■ **DATASET**:
[Start of section]

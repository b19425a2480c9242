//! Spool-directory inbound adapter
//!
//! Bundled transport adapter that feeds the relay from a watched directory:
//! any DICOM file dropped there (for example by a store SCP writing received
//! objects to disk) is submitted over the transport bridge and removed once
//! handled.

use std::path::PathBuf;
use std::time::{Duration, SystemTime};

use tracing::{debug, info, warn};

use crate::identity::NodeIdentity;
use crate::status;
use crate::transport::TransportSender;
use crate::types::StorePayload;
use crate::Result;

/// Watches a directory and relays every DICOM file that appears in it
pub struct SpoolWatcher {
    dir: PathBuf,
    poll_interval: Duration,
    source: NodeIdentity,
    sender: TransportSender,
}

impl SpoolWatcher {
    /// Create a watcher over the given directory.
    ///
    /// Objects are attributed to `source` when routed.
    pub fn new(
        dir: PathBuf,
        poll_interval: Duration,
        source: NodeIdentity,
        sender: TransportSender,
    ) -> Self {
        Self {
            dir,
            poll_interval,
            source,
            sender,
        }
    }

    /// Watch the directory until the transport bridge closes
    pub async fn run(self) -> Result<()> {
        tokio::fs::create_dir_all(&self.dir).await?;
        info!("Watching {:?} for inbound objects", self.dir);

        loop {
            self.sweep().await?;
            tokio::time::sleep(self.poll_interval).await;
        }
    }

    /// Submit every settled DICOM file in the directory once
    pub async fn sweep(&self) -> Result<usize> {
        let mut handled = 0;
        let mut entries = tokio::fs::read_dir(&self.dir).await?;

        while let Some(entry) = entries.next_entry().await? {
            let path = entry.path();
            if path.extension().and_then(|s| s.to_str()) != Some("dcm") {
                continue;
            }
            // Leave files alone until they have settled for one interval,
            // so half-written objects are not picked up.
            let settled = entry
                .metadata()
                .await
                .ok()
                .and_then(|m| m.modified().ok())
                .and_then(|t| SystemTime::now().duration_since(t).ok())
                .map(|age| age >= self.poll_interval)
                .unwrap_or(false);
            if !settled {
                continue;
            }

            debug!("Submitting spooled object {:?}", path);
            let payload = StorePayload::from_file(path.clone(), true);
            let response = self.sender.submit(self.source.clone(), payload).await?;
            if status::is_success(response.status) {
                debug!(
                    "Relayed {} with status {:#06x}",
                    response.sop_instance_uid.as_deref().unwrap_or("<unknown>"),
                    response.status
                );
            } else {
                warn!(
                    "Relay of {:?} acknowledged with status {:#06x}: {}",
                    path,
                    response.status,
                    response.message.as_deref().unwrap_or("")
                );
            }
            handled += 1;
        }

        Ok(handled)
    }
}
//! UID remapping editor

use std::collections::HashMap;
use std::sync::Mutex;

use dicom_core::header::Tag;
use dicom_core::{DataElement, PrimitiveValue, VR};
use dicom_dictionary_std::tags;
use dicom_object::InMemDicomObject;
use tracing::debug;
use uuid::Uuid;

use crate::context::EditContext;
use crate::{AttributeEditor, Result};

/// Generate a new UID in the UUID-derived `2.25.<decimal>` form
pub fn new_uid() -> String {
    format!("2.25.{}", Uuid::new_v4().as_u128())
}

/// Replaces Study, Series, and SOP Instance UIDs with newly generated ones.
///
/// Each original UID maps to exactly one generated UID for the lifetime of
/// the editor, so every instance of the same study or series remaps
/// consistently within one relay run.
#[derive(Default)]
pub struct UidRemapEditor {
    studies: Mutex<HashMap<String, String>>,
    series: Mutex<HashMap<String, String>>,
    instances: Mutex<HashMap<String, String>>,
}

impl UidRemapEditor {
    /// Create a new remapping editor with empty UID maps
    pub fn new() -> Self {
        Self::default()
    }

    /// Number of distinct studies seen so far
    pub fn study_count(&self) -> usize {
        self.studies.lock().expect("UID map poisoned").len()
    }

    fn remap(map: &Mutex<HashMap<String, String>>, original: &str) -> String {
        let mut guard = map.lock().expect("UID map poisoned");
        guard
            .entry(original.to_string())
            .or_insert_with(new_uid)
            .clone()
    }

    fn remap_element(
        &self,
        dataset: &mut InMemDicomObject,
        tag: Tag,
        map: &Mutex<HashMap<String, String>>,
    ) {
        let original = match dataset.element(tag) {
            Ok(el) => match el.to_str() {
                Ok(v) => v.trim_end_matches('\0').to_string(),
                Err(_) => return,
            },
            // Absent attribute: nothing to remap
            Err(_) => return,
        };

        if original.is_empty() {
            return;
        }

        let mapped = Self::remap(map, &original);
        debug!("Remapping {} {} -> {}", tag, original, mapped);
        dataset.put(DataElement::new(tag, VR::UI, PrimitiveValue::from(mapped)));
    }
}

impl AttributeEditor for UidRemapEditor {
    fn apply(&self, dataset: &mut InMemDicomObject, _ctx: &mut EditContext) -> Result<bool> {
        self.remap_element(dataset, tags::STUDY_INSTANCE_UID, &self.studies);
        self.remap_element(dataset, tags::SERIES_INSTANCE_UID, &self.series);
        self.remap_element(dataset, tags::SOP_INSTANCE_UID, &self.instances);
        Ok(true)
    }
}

[End of section]

■ **ASSIGNMENT**:
Report every line of the records that contains the word "Some".

■ **ANSWER BELOW**:
        while let Some(entry) = entries.next_entry().await? {
            if path.extension().and_then(|s| s.to_str()) != Some("dcm") {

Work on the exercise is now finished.